Kitchenman was married in Philadelphia in the 1850s to Miss Margaret Crawford, a daughter of William Crawford, who was an early resident of this city. Among their descendants are the artist Elizabeth Kitchenman Coyne and Republican former member of the U.S. House of Representatives James K. Coyne III.
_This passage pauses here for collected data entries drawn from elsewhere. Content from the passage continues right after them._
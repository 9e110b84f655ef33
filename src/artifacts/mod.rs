// src/artifacts/mod.rs

//! Local wheel store and download functionality
//!
//! The artifact directory is a flat, filename-keyed cache: a wheel already on
//! disk is never fetched again, and nothing is ever evicted. Downloads stream
//! into a temporary file inside the directory and are renamed into place only
//! once the transfer completes, so a file under its final name is always whole.

use crate::error::{Error, Result};
use crate::progress::ProgressTracker;
use crate::resolver::ResolvedArtifact;
use rayon::prelude::*;
use serde::Serialize;
use std::collections::HashMap;
use std::fs;
use std::io::Write;
use std::path::{Path, PathBuf};
use std::sync::Arc;
use tracing::{debug, info, warn};

/// Byte transfer from a URL
pub trait Transport: Send + Sync {
    /// Stream the body at `url` into `dest`, returning the byte count
    fn download(&self, url: &str, dest: &mut dyn Write) -> Result<u64>;
}

/// Derive the local filename for an artifact URL
///
/// Uses the last path segment; query strings and fragments are ignored.
pub fn filename_from_url(url: &str) -> Option<String> {
    let segment = match url::Url::parse(url) {
        Ok(parsed) => parsed
            .path_segments()
            .and_then(|mut segments| segments.next_back().map(str::to_string)),
        Err(_) => url
            .split(['?', '#'])
            .next()
            .and_then(|path| path.rsplit('/').next())
            .map(str::to_string),
    }?;

    let valid = !segment.is_empty() && segment != "." && segment != ".." && !segment.contains('\\');
    valid.then_some(segment)
}

/// A resolved artifact together with its local file, if it could be fetched
#[derive(Debug, Clone, PartialEq, Eq, Serialize)]
pub struct ArtifactRecord {
    pub name: String,
    pub version: String,
    pub url: String,
    /// Wheel filename as published by the registry
    pub filename: String,
    pub file: Option<PathBuf>,
}

/// Filename-keyed wheel directory
pub struct ArtifactStore {
    dir: PathBuf,
    transport: Arc<dyn Transport>,
}

impl ArtifactStore {
    pub fn new(dir: impl Into<PathBuf>, transport: Arc<dyn Transport>) -> Self {
        Self {
            dir: dir.into(),
            transport,
        }
    }

    pub fn dir(&self) -> &Path {
        &self.dir
    }

    /// Local path an artifact URL maps to
    pub fn local_path(&self, url: &str) -> Option<PathBuf> {
        filename_from_url(url).map(|name| self.dir.join(name))
    }

    /// Fetch one artifact, reusing the local copy when present
    ///
    /// Returns `None` when the URL has no usable filename or the transfer
    /// fails; the failure is logged.
    pub fn fetch(&self, url: &str) -> Option<PathBuf> {
        let Some(dest) = self.local_path(url) else {
            warn!("Cannot derive a filename from {}", url);
            return None;
        };

        if dest.is_file() {
            debug!("Using cached {}", dest.display());
            return Some(dest);
        }

        match self.download_to(url, &dest) {
            Ok(bytes) => {
                info!("Saved {} ({} bytes)", dest.display(), bytes);
                Some(dest)
            }
            Err(e) => {
                warn!("Failed to download {}: {}", url, e);
                None
            }
        }
    }

    fn download_to(&self, url: &str, dest: &Path) -> Result<u64> {
        fs::create_dir_all(&self.dir).map_err(|e| {
            Error::IoError(format!("Failed to create directory {}: {e}", self.dir.display()))
        })?;

        // Temp file lives in the same directory so the rename stays atomic;
        // it is removed on drop if we bail out early.
        let mut temp = tempfile::Builder::new()
            .prefix(".partial-")
            .tempfile_in(&self.dir)
            .map_err(|e| Error::IoError(format!("Failed to create temp file: {e}")))?;

        let bytes = self.transport.download(url, temp.as_file_mut())?;
        temp.as_file_mut()
            .flush()
            .map_err(|e| Error::IoError(format!("Failed to flush download: {e}")))?;

        temp.persist(dest).map_err(|e| {
            Error::IoError(format!("Failed to move download to {}: {}", dest.display(), e.error))
        })?;
        Ok(bytes)
    }

    /// Fetch every artifact of a resolution on a bounded worker pool
    ///
    /// Each URL is transferred at most once even if several artifacts share
    /// it. Records come back in input order; failed transfers have
    /// `file: None` and never cancel the rest of the batch.
    pub fn fetch_all(
        &self,
        artifacts: &[ResolvedArtifact],
        workers: usize,
        progress: &dyn ProgressTracker,
    ) -> Result<Vec<ArtifactRecord>> {
        let mut unique: Vec<&ResolvedArtifact> = Vec::new();
        let mut seen = std::collections::HashSet::new();
        for artifact in artifacts {
            if seen.insert(artifact.url.as_str()) {
                unique.push(artifact);
            }
        }

        info!(
            "Fetching {} artifacts with {} workers",
            unique.len(),
            workers
        );

        let pool = rayon::ThreadPoolBuilder::new()
            .num_threads(workers.max(1))
            .build()
            .map_err(|e| Error::InitError(format!("Failed to create download pool: {e}")))?;

        let fetched: HashMap<&str, Option<PathBuf>> = pool.install(|| {
            unique
                .par_iter()
                .map(|artifact| {
                    progress.set_message(&artifact.filename);
                    let path = self.fetch(&artifact.url);
                    if path.is_none() {
                        progress.report_failure(&artifact.filename);
                    }
                    progress.increment(1);
                    (artifact.url.as_str(), path)
                })
                .collect()
        });

        let failed = fetched.values().filter(|p| p.is_none()).count();
        progress.finish_with_message(&format!(
            "{} fetched, {} failed",
            fetched.len() - failed,
            failed
        ));

        Ok(artifacts
            .iter()
            .map(|artifact| ArtifactRecord {
                name: artifact.name.clone(),
                version: artifact.version.clone(),
                url: artifact.url.clone(),
                filename: artifact.filename.clone(),
                file: fetched.get(artifact.url.as_str()).cloned().flatten(),
            })
            .collect())
    }
}
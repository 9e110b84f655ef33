// src/registry/cache.rs

//! Bounded metadata cache
//!
//! Fetched package metadata is cached by `name` or `name@constraint` so that a
//! batch touching the same dependency many times does one registry lookup.
//! "Not found" results are cached too (negative entries) so that a missing
//! package is not re-queried for every root that declares it.
//!
//! Entries expire after a TTL, and when the cache is full the least recently
//! used entry is evicted. The map is mutex-guarded so one cache can be shared
//! by the resolver's worker threads; two threads missing on the same key may
//! both fetch, which only costs a duplicate lookup.

use super::metadata::PackageMetadata;
use parking_lot::Mutex;
use std::collections::HashMap;
use std::sync::atomic::{AtomicU64, Ordering};
use std::sync::Arc;
use std::time::{Duration, Instant};
use tracing::debug;

/// Result of a cache lookup
#[derive(Debug, Clone, PartialEq)]
pub enum CacheLookup {
    /// Metadata is cached
    Hit(Arc<PackageMetadata>),
    /// The package was recently looked up and not found
    Negative,
    /// Nothing cached (or the entry expired)
    Miss,
}

#[derive(Debug)]
struct CacheEntry {
    value: Option<Arc<PackageMetadata>>,
    inserted_at: Instant,
    /// Logical clock tick of the last access, for LRU eviction
    last_used: u64,
}

/// Metadata cache with capacity bound and TTL
#[derive(Debug)]
pub struct MetadataCache {
    entries: Mutex<HashMap<String, CacheEntry>>,
    capacity: usize,
    ttl: Duration,
    clock: AtomicU64,
    hits: AtomicU64,
    misses: AtomicU64,
    evictions: AtomicU64,
}

impl MetadataCache {
    /// Create a cache holding at most `capacity` entries for `ttl` each
    pub fn new(capacity: usize, ttl: Duration) -> Self {
        Self {
            entries: Mutex::new(HashMap::new()),
            capacity: capacity.max(1),
            ttl,
            clock: AtomicU64::new(0),
            hits: AtomicU64::new(0),
            misses: AtomicU64::new(0),
            evictions: AtomicU64::new(0),
        }
    }

    /// Cache key for a lookup: `name` or `name@constraint`
    pub fn key(name: &str, constraint: Option<&str>) -> String {
        match constraint {
            Some(c) => format!("{}@{}", name, c),
            None => name.to_string(),
        }
    }

    fn tick(&self) -> u64 {
        self.clock.fetch_add(1, Ordering::Relaxed)
    }

    pub fn get(&self, key: &str) -> CacheLookup {
        let mut entries = self.entries.lock();
        let expired = match entries.get_mut(key) {
            Some(entry) if entry.inserted_at.elapsed() < self.ttl => {
                entry.last_used = self.tick();
                self.hits.fetch_add(1, Ordering::Relaxed);
                return match entry.value {
                    Some(ref meta) => CacheLookup::Hit(Arc::clone(meta)),
                    None => CacheLookup::Negative,
                };
            }
            Some(_) => true,
            None => false,
        };
        if expired {
            entries.remove(key);
        }
        self.misses.fetch_add(1, Ordering::Relaxed);
        CacheLookup::Miss
    }

    /// Store metadata, or `None` to record a negative result
    pub fn insert(&self, key: String, value: Option<Arc<PackageMetadata>>) {
        let mut entries = self.entries.lock();

        if !entries.contains_key(&key) && entries.len() >= self.capacity {
            let ttl = self.ttl;
            let before = entries.len();
            entries.retain(|_, entry| entry.inserted_at.elapsed() < ttl);
            let mut evicted = (before - entries.len()) as u64;

            if entries.len() >= self.capacity {
                let oldest = entries
                    .iter()
                    .min_by_key(|(_, entry)| entry.last_used)
                    .map(|(k, _)| k.clone());
                if let Some(oldest) = oldest {
                    debug!("Evicting metadata cache entry {}", oldest);
                    entries.remove(&oldest);
                    evicted += 1;
                }
            }
            self.evictions.fetch_add(evicted, Ordering::Relaxed);
        }

        entries.insert(
            key,
            CacheEntry {
                value,
                inserted_at: Instant::now(),
                last_used: self.tick(),
            },
        );
    }

    pub fn len(&self) -> usize {
        self.entries.lock().len()
    }

    pub fn is_empty(&self) -> bool {
        self.entries.lock().is_empty()
    }

    pub fn stats(&self) -> CacheStats {
        let entries = self.entries.lock();
        CacheStats {
            entries: entries.len(),
            negative_entries: entries.values().filter(|e| e.value.is_none()).count(),
            capacity: self.capacity,
            hits: self.hits.load(Ordering::Relaxed),
            misses: self.misses.load(Ordering::Relaxed),
            evictions: self.evictions.load(Ordering::Relaxed),
        }
    }
}

/// Statistics for the metadata cache
#[derive(Debug, Clone, PartialEq, Eq)]
pub struct CacheStats {
    pub entries: usize,
    pub negative_entries: usize,
    pub capacity: usize,
    pub hits: u64,
    pub misses: u64,
    pub evictions: u64,
}
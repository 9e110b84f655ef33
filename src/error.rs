// src/error.rs

//! Error types for wheelhouse
//!
//! Per-package failures (network errors, missing wheels, bad version strings)
//! are absorbed inside the resolver and never reach this type. `Error` is for
//! failures that make a whole batch unusable.

use thiserror::Error;

/// Main error type
#[derive(Error, Debug)]
pub enum Error {
    /// Filesystem failure (artifact directory, manifest output)
    #[error("I/O error: {0}")]
    IoError(String),

    /// Registry lookup or wheel transfer failed
    #[error("Download error: {0}")]
    DownloadError(String),

    /// Malformed version, specifier, requirement or registry document
    #[error("Parse error: {0}")]
    ParseError(String),

    /// Package or release not present in the registry
    #[error("Not found: {0}")]
    NotFoundError(String),

    /// A component could not be set up (HTTP client, thread pool)
    #[error("Initialization error: {0}")]
    InitError(String),

    /// Invalid configuration file or option
    #[error("Configuration error: {0}")]
    ConfigError(String),

    /// Install script template failed to register or render
    #[error("Template error: {0}")]
    TemplateError(String),
}

impl From<std::io::Error> for Error {
    fn from(err: std::io::Error) -> Self {
        Error::IoError(err.to_string())
    }
}

impl From<serde_json::Error> for Error {
    fn from(err: serde_json::Error) -> Self {
        Error::ParseError(err.to_string())
    }
}

/// Result type alias using wheelhouse's Error type
pub type Result<T> = std::result::Result<T, Error>;
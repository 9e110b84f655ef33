// src/version/mod.rs

//! Version selection for Python packages
//!
//! Parsing and ordering of public version identifiers and specifier sets come
//! from `pep440_rs`. This module adds what the resolver needs on top: lenient
//! validity checks for registry release keys and picking the greatest
//! satisfying release with the usual pre-release rule.

use crate::error::{Error, Result};
use std::str::FromStr;

pub use pep440_rs::{Operator, Version, VersionSpecifier, VersionSpecifiers};

/// Parse a version identifier such as `1.24.0` or `1!2.0rc1.post3`
pub fn parse_version(s: &str) -> Result<Version> {
    Version::from_str(s.trim())
        .map_err(|e| Error::ParseError(format!("Invalid version '{}': {}", s, e)))
}

/// Parse a comma-separated specifier set such as `>=1.21.1,<3`
///
/// An empty string is rejected; callers model "any version" as no
/// specifier set at all.
pub fn parse_specifiers(s: &str) -> Result<VersionSpecifiers> {
    let trimmed = s.trim();
    if trimmed.is_empty() {
        return Err(Error::ParseError("Empty version constraint".to_string()));
    }
    let clauses = trimmed.split(',').map(str::trim).collect::<Vec<_>>().join(",");
    VersionSpecifiers::from_str(&clauses)
        .map_err(|e| Error::ParseError(format!("Invalid version constraint '{}': {}", s, e)))
}

/// Check if a string is a valid version identifier
pub fn is_valid_version(s: &str) -> bool {
    parse_version(s).is_ok()
}

/// Render a specifier set as compact constraint text (`>=1.0,<2`)
pub fn constraint_text(specifiers: &VersionSpecifiers) -> String {
    specifiers
        .iter()
        .map(ToString::to_string)
        .collect::<Vec<_>>()
        .join(",")
}

/// True when some clause of the set itself names a pre-release
pub fn names_prerelease(specifiers: &VersionSpecifiers) -> bool {
    specifiers.iter().any(|clause| clause.version().any_prerelease())
}

/// Pick the greatest candidate satisfying `specifiers`
///
/// Candidates that are not valid versions are skipped. Pre-releases are only
/// considered when the constraint names one, or when no final release
/// satisfies it. Returns the candidate string as given, so callers can index
/// registry data with it.
pub fn max_satisfying<'a, I>(candidates: I, specifiers: &VersionSpecifiers) -> Option<&'a str>
where
    I: IntoIterator<Item = &'a str>,
{
    let allow_pre = names_prerelease(specifiers);
    let mut best_final: Option<(Version, &'a str)> = None;
    let mut best_pre: Option<(Version, &'a str)> = None;

    for raw in candidates {
        let Ok(version) = parse_version(raw) else {
            continue;
        };
        if !specifiers.contains(&version) {
            continue;
        }
        let slot = if version.any_prerelease() && !allow_pre {
            &mut best_pre
        } else {
            &mut best_final
        };
        if slot.as_ref().is_none_or(|(best, _)| version > *best) {
            *slot = Some((version, raw));
        }
    }

    best_final.or(best_pre).map(|(_, raw)| raw)
}
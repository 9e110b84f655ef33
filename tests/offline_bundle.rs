// tests/offline_bundle.rs

//! End-to-end bundle tests: downloads, idempotence, generated files.

mod common;

use common::{pipeline, sample_registry, scratch_config, wheel_url, CountingTransport};
use std::fs;
use std::sync::Arc;
use wheelhouse::SilentProgress;

#[test]
fn test_bundle_writes_wheels_and_manifest() {
    let temp = tempfile::tempdir().unwrap();
    let transport = Arc::new(CountingTransport::new());
    let wheelhouse = pipeline(
        scratch_config(temp.path()),
        Arc::new(sample_registry()),
        transport.clone(),
    );

    let outcome = wheelhouse
        .run(&["requests"], &SilentProgress::new())
        .unwrap();

    assert_eq!(outcome.records.len(), 7);
    assert_eq!(outcome.failed_downloads(), 0);
    assert_eq!(transport.calls(), 7);

    let wheels: Vec<_> = fs::read_dir(temp.path().join("wheels"))
        .unwrap()
        .filter_map(|e| e.ok())
        .map(|e| e.file_name().to_string_lossy().into_owned())
        .collect();
    assert_eq!(wheels.len(), 7);
    assert!(wheels.contains(&"requests-2.32.3-py3-none-any.whl".to_string()));

    let requirements = fs::read_to_string(&outcome.files.requirements).unwrap();
    assert_eq!(
        requirements,
        "requests==2.32.3\ncharset-normalizer==3.3.2\nidna==3.7\nurllib3==2.2.1\n\
         certifi==2024.2.2\nnumpy==2.1.0\npandas==2.2.2\n"
    );

    let manifest: serde_json::Value =
        serde_json::from_str(&fs::read_to_string(&outcome.files.manifest).unwrap()).unwrap();
    assert_eq!(manifest["schema_version"], 1);
    assert_eq!(manifest["wheel_dir"], "wheels");
    assert_eq!(manifest["artifacts"].as_array().unwrap().len(), 7);

    let script = fs::read_to_string(&outcome.files.install_sh).unwrap();
    assert!(script.contains("for wheel in \"wheels\"/*.whl; do"));
    assert!(script.contains("--no-index --no-deps"));
    assert!(!script.contains("conda create"));
}

#[test]
fn test_second_run_reuses_downloads() {
    let temp = tempfile::tempdir().unwrap();
    let transport = Arc::new(CountingTransport::new());
    let wheelhouse = pipeline(
        scratch_config(temp.path()),
        Arc::new(sample_registry()),
        transport.clone(),
    );

    let first = wheelhouse.run(&["six", "idna"], &SilentProgress::new()).unwrap();
    let calls_after_first = transport.calls();
    let requirements_first = fs::read(&first.files.requirements).unwrap();
    let manifest_first = fs::read(&first.files.manifest).unwrap();

    let second = wheelhouse.run(&["six", "idna"], &SilentProgress::new()).unwrap();

    assert_eq!(transport.calls(), calls_after_first);
    assert_eq!(transport.calls_for(&wheel_url("six", "1.16.0")), 1);
    assert_eq!(first.records, second.records);
    assert_eq!(requirements_first, fs::read(&second.files.requirements).unwrap());
    assert_eq!(manifest_first, fs::read(&second.files.manifest).unwrap());
}

#[test]
fn test_failed_download_is_isolated() {
    let temp = tempfile::tempdir().unwrap();
    let broken = wheel_url("idna", "3.7");
    let transport = Arc::new(CountingTransport::failing_on(&[broken.clone()]));
    let wheelhouse = pipeline(
        scratch_config(temp.path()),
        Arc::new(sample_registry()),
        transport,
    );

    let outcome = wheelhouse.run(&["requests"], &SilentProgress::new()).unwrap();

    assert_eq!(outcome.failed_downloads(), 1);
    let idna = outcome.records.iter().find(|r| r.name == "idna").unwrap();
    assert!(idna.file.is_none());
    assert!(outcome
        .records
        .iter()
        .filter(|r| r.name != "idna")
        .all(|r| r.file.as_ref().is_some_and(|f| f.is_file())));

    // Partial downloads never land under the final name or linger as temp files
    let names: Vec<String> = fs::read_dir(temp.path().join("wheels"))
        .unwrap()
        .filter_map(|e| e.ok())
        .map(|e| e.file_name().to_string_lossy().into_owned())
        .collect();
    assert_eq!(names.len(), 6);
    assert!(names.iter().all(|n| n.ends_with(".whl") && !n.starts_with("idna")));

    let requirements = fs::read_to_string(&outcome.files.requirements).unwrap();
    assert!(requirements.contains("idna==3.7\n"));
    assert!(!outcome.manifest.artifacts.iter().find(|e| e.name == "idna").unwrap().downloaded);
}

#[test]
fn test_conda_preamble_when_configured() {
    let temp = tempfile::tempdir().unwrap();
    let mut config = scratch_config(temp.path());
    config.manifest.env_name = Some("offline_env".to_string());
    config.manifest.python_version = Some("3.9".to_string());
    config.resolver.force_include_critical = false;
    let wheelhouse = pipeline(
        config,
        Arc::new(sample_registry()),
        Arc::new(CountingTransport::new()),
    );

    let outcome = wheelhouse.run(&["six"], &SilentProgress::new()).unwrap();

    let sh = fs::read_to_string(&outcome.files.install_sh).unwrap();
    assert!(sh.contains("conda create -y -n offline_env python=3.9"));
    let bat = fs::read_to_string(&outcome.files.install_bat).unwrap();
    assert!(bat.contains("call conda activate offline_env\r\n"));
    assert!(bat.contains("for %%W in (\"wheels\\*.whl\") do ("));
    assert_eq!(
        fs::read_to_string(&outcome.files.requirements).unwrap(),
        "six==1.16.0\n"
    );
}

#[test]
fn test_empty_resolution_still_writes_bundle() {
    let temp = tempfile::tempdir().unwrap();
    let mut config = scratch_config(temp.path());
    config.resolver.force_include_critical = false;
    let wheelhouse = pipeline(
        config,
        Arc::new(sample_registry()),
        Arc::new(CountingTransport::new()),
    );

    let outcome = wheelhouse.run(&["===bad=="], &SilentProgress::new()).unwrap();

    assert!(outcome.records.is_empty());
    assert_eq!(outcome.resolution.rejected, vec!["===bad==".to_string()]);
    assert_eq!(fs::read_to_string(&outcome.files.requirements).unwrap(), "");
}

#[test]
fn test_name_spellings_share_one_manifest_line() {
    let temp = tempfile::tempdir().unwrap();
    let mut config = scratch_config(temp.path());
    config.resolver.force_include_critical = false;
    let registry = sample_registry()
        .package("typing_extensions", &["4.12.2"], &[])
        .package("app", &["1.0"], &["typing-extensions>=4", "Six"]);
    let transport = Arc::new(CountingTransport::new());
    let wheelhouse = pipeline(config, Arc::new(registry), transport.clone());

    let outcome = wheelhouse
        .run(&["typing_extensions", "app", "TYPING-EXTENSIONS"], &SilentProgress::new())
        .unwrap();

    assert_eq!(
        fs::read_to_string(&outcome.files.requirements).unwrap(),
        "typing-extensions==4.12.2\napp==1.0\nsix==1.16.0\n"
    );
    assert_eq!(outcome.manifest.artifacts.len(), 3);
    assert_eq!(
        outcome.manifest.artifacts[0].filename,
        "typing_extensions-4.12.2-py3-none-any.whl"
    );
    assert_eq!(transport.calls(), 3);
}
// src/requirement.rs

//! Package request and dependency requirement parsing
//!
//! Two kinds of strings come through here:
//! - user requests such as `numpy==1.24.0` or `requests>=2.28`, parsed
//!   leniently by [`parse_entry`] (it never fails)
//! - declared dependencies from registry metadata such as
//!   `PySocks!=1.5.7,>=1.5.6; extra == "socks"`, parsed by [`Requirement::parse`]

use crate::error::{Error, Result};
use pep508_rs::{MarkerTree, MarkerValue, Requirement as Pep508Requirement, VersionOrUrl};
use serde::Serialize;
use std::fmt;
use std::str::FromStr;
use tracing::debug;

/// Operators that mark a request as carrying a range constraint
const RANGE_OPERATORS: [&str; 4] = [">=", "<=", "~=", "!="];

/// A user package request split into name and constraint
#[derive(Debug, Clone, PartialEq, Eq, Hash, Serialize)]
pub struct PackageRequest {
    pub name: String,
    /// Normalized constraint expression; `None` means "latest"
    pub constraint: Option<String>,
}

impl PackageRequest {
    pub fn new(name: impl Into<String>, constraint: Option<String>) -> Self {
        Self {
            name: name.into(),
            constraint,
        }
    }

    /// Normalized lookup name
    pub fn normalized_name(&self) -> String {
        normalize_name(&self.name)
    }
}

impl fmt::Display for PackageRequest {
    fn fmt(&self, f: &mut fmt::Formatter<'_>) -> fmt::Result {
        match self.constraint {
            Some(ref c) => write!(f, "{}{}", self.name, c),
            None => write!(f, "{}", self.name),
        }
    }
}

/// Split a raw request string into name and constraint
///
/// - `name==1.2` splits once on the first `==` into an exact pin, returned as
///   the constraint `==1.2`
/// - strings with `>=`, `<=`, `~=` or `!=` are parsed as a full constraint
///   expression; a malformed expression degrades to a bare name
/// - anything else is a bare name
///
/// Never fails. Garbage in yields a best-effort request whose name the caller
/// can reject with [`is_valid_name`].
pub fn parse_entry(raw: &str) -> PackageRequest {
    let entry = raw.trim();

    let first_range = RANGE_OPERATORS
        .iter()
        .filter_map(|op| entry.find(op))
        .min();

    if let Some(eq_pos) = entry.find("==") {
        if first_range.is_none_or(|pos| eq_pos < pos) {
            let name = strip_extras(entry[..eq_pos].trim());
            let version = entry[eq_pos + 2..].trim();
            if name.is_empty() || version.is_empty() {
                debug!("Request '{}' has an empty side around '=='", entry);
                return PackageRequest::new(entry, None);
            }
            return PackageRequest::new(name, Some(format!("=={}", version)));
        }
    }

    if first_range.is_some() {
        return match Requirement::parse(entry) {
            Ok(req) => PackageRequest::new(req.name, req.constraint),
            Err(e) => {
                debug!("Falling back to bare name for '{}': {}", entry, e);
                PackageRequest::new(entry, None)
            }
        };
    }

    PackageRequest::new(strip_extras(entry), None)
}

/// Normalize a project name for lookups, cache keys and deduplication
///
/// Lowercases and collapses each run of `-`, `_` and `.` into a single `-`,
/// so `Typing_Extensions`, `typing.extensions` and `typing-extensions` are
/// one project.
pub fn normalize_name(name: &str) -> String {
    let mut out = String::with_capacity(name.len());
    let mut pending_separator = false;
    for c in name.trim().chars() {
        if matches!(c, '-' | '_' | '.') {
            pending_separator = true;
            continue;
        }
        if pending_separator && !out.is_empty() {
            out.push('-');
        }
        pending_separator = false;
        out.push(c.to_ascii_lowercase());
    }
    out
}

/// Check that a name could be a registry project name
///
/// Letters, digits, `.`, `_` and `-`, starting and ending alphanumeric.
pub fn is_valid_name(name: &str) -> bool {
    let bytes = name.as_bytes();
    match (bytes.first(), bytes.last()) {
        (Some(first), Some(last)) if first.is_ascii_alphanumeric() && last.is_ascii_alphanumeric() => {
            bytes
                .iter()
                .all(|b| b.is_ascii_alphanumeric() || matches!(b, b'.' | b'_' | b'-'))
        }
        _ => false,
    }
}

fn strip_extras(name: &str) -> &str {
    match name.find('[') {
        Some(pos) => name[..pos].trim(),
        None => name,
    }
}

/// A declared dependency of a package
///
/// Parsed from PEP 508 strings such as `idna (<4,>=2.5)` or
/// `PySocks!=1.5.7,>=1.5.6; extra == "socks"`.
#[derive(Debug, Clone, PartialEq, Eq)]
pub struct Requirement {
    pub name: String,
    pub extras: Vec<String>,
    /// Compact constraint text, `None` for "any version"
    pub constraint: Option<String>,
    pub marker: Option<String>,
    extra_only: bool,
}

impl Requirement {
    /// Parse a requirement string
    ///
    /// Direct URL references (`name @ https://...`) are rejected; they cannot
    /// be resolved against the registry.
    pub fn parse(s: &str) -> Result<Self> {
        let parsed = Pep508Requirement::from_str(s.trim())
            .map_err(|e| Error::ParseError(format!("Invalid requirement '{}': {}", s, e)))?;

        let constraint = match parsed.version_or_url {
            Some(VersionOrUrl::VersionSpecifier(ref specifiers)) => {
                let text = specifiers
                    .iter()
                    .map(ToString::to_string)
                    .collect::<Vec<_>>()
                    .join(",");
                (!text.is_empty()).then_some(text)
            }
            Some(VersionOrUrl::Url(_)) => {
                return Err(Error::ParseError(format!(
                    "Direct URL requirement '{}' is not supported",
                    s
                )));
            }
            None => None,
        };

        Ok(Self {
            name: parsed.name.to_string(),
            extras: parsed.extras.clone().unwrap_or_default(),
            constraint,
            marker: parsed.marker.as_ref().map(ToString::to_string),
            extra_only: parsed.marker.as_ref().is_some_and(references_extra),
        })
    }

    /// True when the marker restricts this requirement to an optional extra
    pub fn is_extra_only(&self) -> bool {
        self.extra_only
    }
}

/// Whether any comparison in the marker tree involves `extra`
fn references_extra(tree: &MarkerTree) -> bool {
    match tree {
        MarkerTree::Expression(expr) => {
            matches!(expr.l_value, MarkerValue::Extra) || matches!(expr.r_value, MarkerValue::Extra)
        }
        MarkerTree::And(trees) | MarkerTree::Or(trees) => trees.iter().any(references_extra),
    }
}

/// Parse declared dependencies, dropping extra-only and unparseable entries
pub fn parse_requirements<'a, I>(raw: I) -> Vec<Requirement>
where
    I: IntoIterator<Item = &'a str>,
{
    raw.into_iter()
        .filter_map(|line| match Requirement::parse(line) {
            Ok(req) if req.is_extra_only() => None,
            Ok(req) => Some(req),
            Err(e) => {
                debug!("Skipping requirement '{}': {}", line, e);
                None
            }
        })
        .collect()
}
Kitchenman was a member of the Independent Order of Odd Fellows and attended the Bethel Presbyterian church in North Philadelphia. His political allegiance was given to the Democratic party.
In 1885, he was proposed as a candidate for Sheriff of Philadelphia, by a committee from the Knights of Labor, who applauded him as a Democrat, businessman, and "friend of labor" who sought to protect workingmen's rights to fair wages. He was a public-spirited citizen and supported various projects and movements for the general good.

His last years were spent in retirement from business in a home at 1024 West Lehigh Avenue, Philadelphia, where he remained until his death, which occurred on Christmas Day of 1909. He is buried in Laurel Hill Cemetery.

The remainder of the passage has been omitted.